» **Input**
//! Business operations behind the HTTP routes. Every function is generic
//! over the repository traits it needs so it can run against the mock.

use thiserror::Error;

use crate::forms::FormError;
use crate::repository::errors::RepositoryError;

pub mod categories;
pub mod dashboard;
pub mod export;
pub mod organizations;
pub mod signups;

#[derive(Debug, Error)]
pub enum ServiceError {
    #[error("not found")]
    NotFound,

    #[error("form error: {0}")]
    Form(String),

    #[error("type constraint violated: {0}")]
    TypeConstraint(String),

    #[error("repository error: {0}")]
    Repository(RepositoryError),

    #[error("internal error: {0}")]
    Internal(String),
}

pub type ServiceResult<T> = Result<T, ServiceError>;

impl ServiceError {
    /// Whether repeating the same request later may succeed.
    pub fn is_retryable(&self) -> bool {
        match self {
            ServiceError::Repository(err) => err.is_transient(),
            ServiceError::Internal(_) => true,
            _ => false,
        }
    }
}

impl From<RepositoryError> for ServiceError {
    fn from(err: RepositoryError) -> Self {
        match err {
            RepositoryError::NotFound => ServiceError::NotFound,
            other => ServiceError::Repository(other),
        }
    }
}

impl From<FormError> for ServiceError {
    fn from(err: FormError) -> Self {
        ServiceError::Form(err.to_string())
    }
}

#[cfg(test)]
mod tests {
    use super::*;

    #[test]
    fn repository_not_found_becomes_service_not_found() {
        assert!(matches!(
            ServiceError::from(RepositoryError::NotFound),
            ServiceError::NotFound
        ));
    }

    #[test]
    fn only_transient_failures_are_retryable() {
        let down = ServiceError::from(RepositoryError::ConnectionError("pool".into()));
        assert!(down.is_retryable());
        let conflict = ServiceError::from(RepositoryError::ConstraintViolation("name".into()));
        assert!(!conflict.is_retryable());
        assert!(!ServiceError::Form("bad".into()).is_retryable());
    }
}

» **Your task**
Give back, unchanged, every line from the one with "pub fn is_retryable(&self)" to the end of the entries above.

» **Your solution**
    pub fn is_retryable(&self) -> bool {
        match self {
            ServiceError::Repository(err) => err.is_transient(),
            ServiceError::Internal(_) => true,
            _ => false,
        }
    }
}

impl From<RepositoryError> for ServiceError {
    fn from(err: RepositoryError) -> Self {
        match err {
            RepositoryError::NotFound => ServiceError::NotFound,
            other => ServiceError::Repository(other),
        }
    }
}

impl From<FormError> for ServiceError {
    fn from(err: FormError) -> Self {
        ServiceError::Form(err.to_string())
    }
}

#[cfg(test)]
mod tests {
    use super::*;

    #[test]
    fn repository_not_found_becomes_service_not_found() {
        assert!(matches!(
            ServiceError::from(RepositoryError::NotFound),
            ServiceError::NotFound
        ));
    }

    #[test]
    fn only_transient_failures_are_retryable() {
        let down = ServiceError::from(RepositoryError::ConnectionError("pool".into()));
        assert!(down.is_retryable());
        let conflict = ServiceError::from(RepositoryError::ConstraintViolation("name".into()));
        assert!(!conflict.is_retryable());
        assert!(!ServiceError::Form("bad".into()).is_retryable());
    }
}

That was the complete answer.